Illustration by Gordon Studer |
No, I'm not standing out on a ledge somewhere or holding a gun to my head. In fact, I am not feeling at all suicidal at the moment, despite all those times the thought crossed my mind. But thinking and doing are two different activities, which is why I can enter a bakery, sniff around for awhile, leer at the goods tucked safely behind glass and leave without buying anything. No harm done; in fact, I'm stronger for it. I've stared into the hearts of the mocha raspberry tortes, lusciously layered chocolate babka, fluffy meringue pies and, the most evil of all, those perky Magnolia Bakery cupcakes, each one murmuring, "Choose me, choose me!" (Only I can hear the murmuring.) Triumphant, I've sniffed and leered and laughed, then turned and walked away, shouting, "Take that, you pathetic, fattening losers!" (Only I can hear the shouting.)

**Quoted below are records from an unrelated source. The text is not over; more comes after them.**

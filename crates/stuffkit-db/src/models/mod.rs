//! Model helpers over MongoDB collections
//!
//! A [`Model`] names its collection and knows whether it has been persisted.
//! The free functions in this module cover the operations services repeat for
//! every collection: counting, finding with a 1 second server-side limit,
//! deleting, upserting with cache invalidation, and cache-aside reads keyed by
//! `"{table}::{id}"`.

mod ids;
mod ops;
mod query;

use async_trait::async_trait;
use mongodb::bson::Document;
use mongodb::options::Hint;
use mongodb::Database;
use serde::de::DeserializeOwned;
use serde::Serialize;

use crate::cache::ModelCache;
use crate::error::DbResult;

pub use ids::{convert_id, convert_ids, empty_mongo_id, new_mongo_id, try_convert_id};
pub use ops::{
    aggregate, cache_first, count_docs, delete_many, delete_one, find_all, find_by_id, find_one,
    find_one_with_opts, save, to_json, update_many,
};
pub use query::{aggregate_pipeline, cache_key, date_query, id_filter};

/// Contract every persisted document type implements
#[async_trait]
pub trait Model: Serialize + DeserializeOwned + Default + Unpin + Send + Sync + 'static {
    /// Collection name
    const TABLE: &'static str;

    /// True when the document has not been stored yet (no id assigned)
    fn is_empty(&self) -> bool;

    /// Load the document with `id`. Defaults to a lookup on `_id`.
    async fn find_one(db: &Database, id: &str) -> DbResult<Option<Self>> {
        find_by_id::<Self>(db, id).await
    }

    /// Drop any derived cache entries beyond the `"{table}::{id}"` one.
    async fn clear_cache_data(&self, _cache: &dyn ModelCache) -> DbResult<()> {
        Ok(())
    }
}

/// Additional find information
#[derive(Debug, Clone, Default)]
pub struct FindOptions {
    pub sort: Option<Document>,
    pub hint: Option<Hint>,
    pub limit: Option<i64>,
    pub skip: Option<u64>,
}

/// Options for [`aggregate`]
#[derive(Debug, Clone, Default)]
pub struct AggregateOpts {
    /// Field summed into `total` for every group
    pub sum_field: Option<String>,
    pub sort: Option<Document>,
    pub limit: Option<i64>,
}
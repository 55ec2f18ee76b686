use mongodb::bson::oid::ObjectId;

use crate::error::{DbError, DbResult};

pub fn new_mongo_id() -> ObjectId {
    ObjectId::new()
}

/// The all-zero id
pub fn empty_mongo_id() -> ObjectId {
    ObjectId::from_bytes([0; 12])
}

/// Parse a hex id, mapping malformed input to [`empty_mongo_id`].
pub fn convert_id(id: &str) -> ObjectId {
    match ObjectId::parse_str(id) {
        Ok(oid) => oid,
        Err(e) => {
            tracing::debug!(id = %id, error = %e, "Invalid object id, using empty id");
            empty_mongo_id()
        }
    }
}

pub fn try_convert_id(id: &str) -> DbResult<ObjectId> {
    ObjectId::parse_str(id).map_err(|e| DbError::InvalidObjectId(format!("{}: {}", id, e)))
}

pub fn convert_ids<S: AsRef<str>>(ids: &[S]) -> Vec<ObjectId> {
    ids.iter().map(|id| convert_id(id.as_ref())).collect()
}

#[cfg(test)]
mod tests {
    use super::*;

    const HEX: &str = "65a1b2c3d4e5f60718293a4b";

    #[test]
    fn test_convert_id_valid_hex() {
        assert_eq!(convert_id(HEX).to_hex(), HEX);
    }

    #[test]
    fn test_convert_id_invalid_is_empty() {
        assert_eq!(convert_id("not-an-id"), empty_mongo_id());
        assert_eq!(empty_mongo_id().to_hex(), "000000000000000000000000");
    }

    #[test]
    fn test_try_convert_id_reports_error() {
        assert!(matches!(
            try_convert_id("zz"),
            Err(DbError::InvalidObjectId(_))
        ));
    }

    #[test]
    fn test_convert_ids_keeps_positions() {
        let ids = convert_ids(&[HEX, "bad"]);
        assert_eq!(ids.len(), 2);
        assert_eq!(ids[0].to_hex(), HEX);
        assert_eq!(ids[1], empty_mongo_id());
    }

    #[test]
    fn test_new_ids_are_unique() {
        assert_ne!(new_mongo_id(), new_mongo_id());
    }
}
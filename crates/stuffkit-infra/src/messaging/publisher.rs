use base64::{engine::general_purpose::STANDARD, Engine as _};
use serde::{Deserialize, Serialize};
use std::time::Duration;
use tokio_util::task::TaskTracker;

use super::client::PubSubClient;
use super::{MessagingError, Opts};

#[derive(Debug, Serialize)]
struct PublishRequest {
    messages: Vec<PubsubMessage>,
}

#[derive(Debug, Serialize)]
struct PubsubMessage {
    data: String,
}

#[derive(Debug, Deserialize)]
#[serde(rename_all = "camelCase")]
struct PublishResponse {
    #[serde(default)]
    message_ids: Vec<String>,
}

/// Publishes raw payloads to one topic
pub struct Publisher {
    client: PubSubClient,
    project: String,
    topic: String,
    publish_path: String,
    /// Bound on each publish request
    timeout: Option<Duration>,
    background: TaskTracker,
}

impl Publisher {
    /// Publisher using the default credentials
    pub async fn new(project: &str, topic: &str) -> Result<Self, MessagingError> {
        let client = PubSubClient::from_env().await?;
        Ok(Self::with_client(client, project, topic))
    }

    /// Publisher using explicit credentials and timeout
    pub async fn with_opts(project: &str, topic: &str, opts: &Opts) -> Result<Self, MessagingError> {
        let client = PubSubClient::from_opts(opts).await?;
        let mut publisher = Self::with_client(client, project, topic);
        if opts.timeout > 0 {
            publisher.timeout = Some(Duration::from_millis(opts.timeout));
        }
        Ok(publisher)
    }

    pub(crate) fn with_client(client: PubSubClient, project: &str, topic: &str) -> Self {
        Self {
            client,
            project: project.to_string(),
            topic: topic.to_string(),
            publish_path: format!("projects/{}/topics/{}:publish", project, topic),
            timeout: None,
            background: TaskTracker::new(),
        }
    }

    pub fn project(&self) -> &str {
        &self.project
    }

    pub fn topic(&self) -> &str {
        &self.topic
    }

    /// Publish `msg`; true once the server acknowledged it.
    pub async fn send(&self, msg: &[u8]) -> bool {
        match self.send_with_id(msg).await {
            Ok(_) => true,
            Err(e) => {
                tracing::debug!(topic = %self.topic, error = %e, "Publish failed");
                false
            }
        }
    }

    /// Publish `msg` and return the server-assigned message id.
    pub async fn send_with_id(&self, msg: &[u8]) -> Result<String, MessagingError> {
        publish(&self.client, &self.publish_path, msg, self.timeout).await
    }

    /// Publish on a background task. Failures are logged; messages sent
    /// after [`stop`](Self::stop) are dropped.
    pub fn send_background(&self, msg: Vec<u8>) {
        if self.background.is_closed() {
            tracing::warn!(topic = %self.topic, "Publisher stopped, dropping message");
            return;
        }
        let handle = match tokio::runtime::Handle::try_current() {
            Ok(handle) => handle,
            Err(e) => {
                tracing::error!(topic = %self.topic, error = %e, "No runtime for background publish");
                return;
            }
        };

        let client = self.client.clone();
        let path = self.publish_path.clone();
        let topic = self.topic.clone();
        let timeout = self.timeout;
        self.background.spawn_on(
            async move {
                if let Err(e) = publish(&client, &path, &msg, timeout).await {
                    tracing::warn!(topic = %topic, error = %e, "Background publish failed");
                }
            },
            &handle,
        );
    }

    /// Stop accepting background sends and wait for the in-flight ones.
    pub async fn stop(&self) {
        self.background.close();
        self.background.wait().await;
        tracing::debug!(topic = %self.topic, "Publisher stopped");
    }
}

async fn publish(
    client: &PubSubClient,
    path: &str,
    msg: &[u8],
    timeout: Option<Duration>,
) -> Result<String, MessagingError> {
    let request = PublishRequest {
        messages: vec![PubsubMessage {
            data: STANDARD.encode(msg),
        }],
    };
    let response: PublishResponse = client.post_with_timeout(path, &request, timeout).await?;
    response
        .message_ids
        .into_iter()
        .next()
        .ok_or(MessagingError::MissingMessageId)
}
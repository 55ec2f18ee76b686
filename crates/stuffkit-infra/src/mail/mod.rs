//! Transactional email through Mailgun and Mailjet
//!
//! Both senders are one-shot functions taking a config and the message; they
//! talk to the vendors' HTTP APIs directly. API base URLs are part of the
//! config so EU regions and test servers can be targeted.

mod mailgun;
mod mailjet;

use reqwest::StatusCode;
use stuffkit_core::{ErrorMetadata, LogLevel};
use thiserror::Error;

pub use mailgun::{send_via_mailgun, MailgunConfig, Params, DEFAULT_MAILGUN_API_BASE};
pub use mailjet::{
    send_via_mailjet, Attachment, MailjetConfig, MailjetError, MailjetParams, MailjetRecipientResult,
    MailjetResult, MailjetResults, DEFAULT_MAILJET_API_BASE,
};

#[derive(Debug, Error)]
pub enum MailError {
    #[error("HTTP error: {0}")]
    Http(#[from] reqwest::Error),

    #[error("Mail API returned {status}: {body}")]
    Api { status: StatusCode, body: String },

    #[error("Invalid mail request: {0}")]
    InvalidRequest(String),
}

impl ErrorMetadata for MailError {
    fn error_code(&self) -> &'static str {
        match self {
            MailError::Http(_) => "MAIL_HTTP_ERROR",
            MailError::Api { .. } => "MAIL_API_ERROR",
            MailError::InvalidRequest(_) => "MAIL_INVALID_REQUEST",
        }
    }

    fn is_recoverable(&self) -> bool {
        match self {
            MailError::Http(e) => e.is_timeout() || e.is_connect(),
            MailError::Api { status, .. } => {
                status.is_server_error() || *status == StatusCode::TOO_MANY_REQUESTS
            }
            MailError::InvalidRequest(_) => false,
        }
    }

    fn log_level(&self) -> LogLevel {
        match self {
            MailError::InvalidRequest(_) => LogLevel::Debug,
            _ if self.is_recoverable() => LogLevel::Warn,
            _ => LogLevel::Error,
        }
    }
}

/// Turn a non-2xx response into [`MailError::Api`].
async fn check_status(response: reqwest::Response) -> Result<reqwest::Response, MailError> {
    let status = response.status();
    if status.is_success() {
        return Ok(response);
    }
    let body = response
        .text()
        .await
        .unwrap_or_else(|_| "Unknown error".to_string());
    Err(MailError::Api { status, body })
}
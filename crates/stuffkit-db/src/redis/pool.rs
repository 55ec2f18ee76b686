use bb8::{Pool, PooledConnection};
use bb8_redis::RedisConnectionManager;
use redis::FromRedisValue;

use super::ClientOptions;
use crate::error::{DbError, DbResult};

/// Pooled Redis client
///
/// Each command checks a connection out of a `bb8` pool sized by
/// `ClientOptions::pool_size` (15 when unset).
#[derive(Clone)]
pub struct RedisPool {
    pool: Pool<RedisConnectionManager>,
    address: String,
}

impl RedisPool {
    pub async fn new(opts: &ClientOptions) -> DbResult<Self> {
        let manager = RedisConnectionManager::new(opts.connection_info())?;
        let mut builder = Pool::builder().max_size(opts.effective_pool_size());
        if !opts.write_timeout.is_zero() {
            builder = builder.connection_timeout(opts.write_timeout);
        }
        let pool = builder.build(manager).await?;

        tracing::info!(
            address = %opts.address(),
            pool_size = opts.effective_pool_size(),
            "Redis pool created"
        );
        Ok(Self {
            pool,
            address: opts.address(),
        })
    }

    async fn conn(&self) -> DbResult<PooledConnection<'_, RedisConnectionManager>> {
        self.pool
            .get()
            .await
            .map_err(|e| DbError::Pool(e.to_string()))
    }

    async fn query<T: FromRedisValue>(&self, cmd: &redis::Cmd) -> DbResult<T> {
        let mut conn = self.conn().await?;
        let value = cmd.query_async(&mut *conn).await?;
        Ok(value)
    }

    pub async fn hincr_by(&self, key: &str, field: &str, incr: i64) -> DbResult<i64> {
        self.query(redis::cmd("HINCRBY").arg(key).arg(field).arg(incr))
            .await
    }

    pub async fn hincr_by_float(&self, key: &str, field: &str, incr: f64) -> DbResult<f64> {
        self.query(redis::cmd("HINCRBYFLOAT").arg(key).arg(field).arg(incr))
            .await
    }

    pub async fn hget(&self, key: &str, field: &str) -> DbResult<Option<String>> {
        self.query(redis::cmd("HGET").arg(key).arg(field)).await
    }

    pub async fn scard(&self, key: &str) -> DbResult<i64> {
        self.query(redis::cmd("SCARD").arg(key)).await
    }

    pub async fn srem<S: AsRef<str>>(&self, key: &str, members: &[S]) -> DbResult<i64> {
        let mut cmd = redis::cmd("SREM");
        cmd.arg(key);
        for member in members {
            cmd.arg(member.as_ref());
        }
        self.query(&cmd).await
    }

    pub async fn sismember(&self, key: &str, member: &str) -> DbResult<bool> {
        self.query(redis::cmd("SISMEMBER").arg(key).arg(member))
            .await
    }

    pub async fn sadd<S: AsRef<str>>(&self, key: &str, members: &[S]) -> DbResult<i64> {
        let mut cmd = redis::cmd("SADD");
        cmd.arg(key);
        for member in members {
            cmd.arg(member.as_ref());
        }
        self.query(&cmd).await
    }

    pub async fn srandmember(&self, key: &str) -> DbResult<Option<String>> {
        self.query(redis::cmd("SRANDMEMBER").arg(key)).await
    }

    /// Drop the pool; idle connections close with it.
    pub fn close(self) {
        tracing::info!(address = %self.address, "Redis pool closed");
    }
}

It's the same with suicide. I've considered it from all angles in my darkest hours, but rejected it because dammit, I want to live! In fact, I want to live forever, if you must know. I am having these thoughts owing to my flagging health right now. My fluctuating blood pressure, a.k.a. labile hypertension, is quite scary, and there seems to be little I can do about this current episode but hold on and ride it out, hoping that it doesn't actually blow any pipes. Waking up in the middle of the night and seeing numbers almost twice as high as they should be is horrifying, yet my doctor's prescription to "relax, take a hot bath, listen to classical music, or meditate" is tough to fill when I'm busy planning where to keel over when the stroke comes.
It's odd that the fear of death is universal, yet just here in the United States about 105 people opt for it every day. Personally, given the choice, I choose choice. Given a different choice, I choose eternal life, but only if I can eat that stuff in the bakeries without any ill effects. Especially those Magnolia cupcakes, which, if all else fails, might be reason enough to go on living.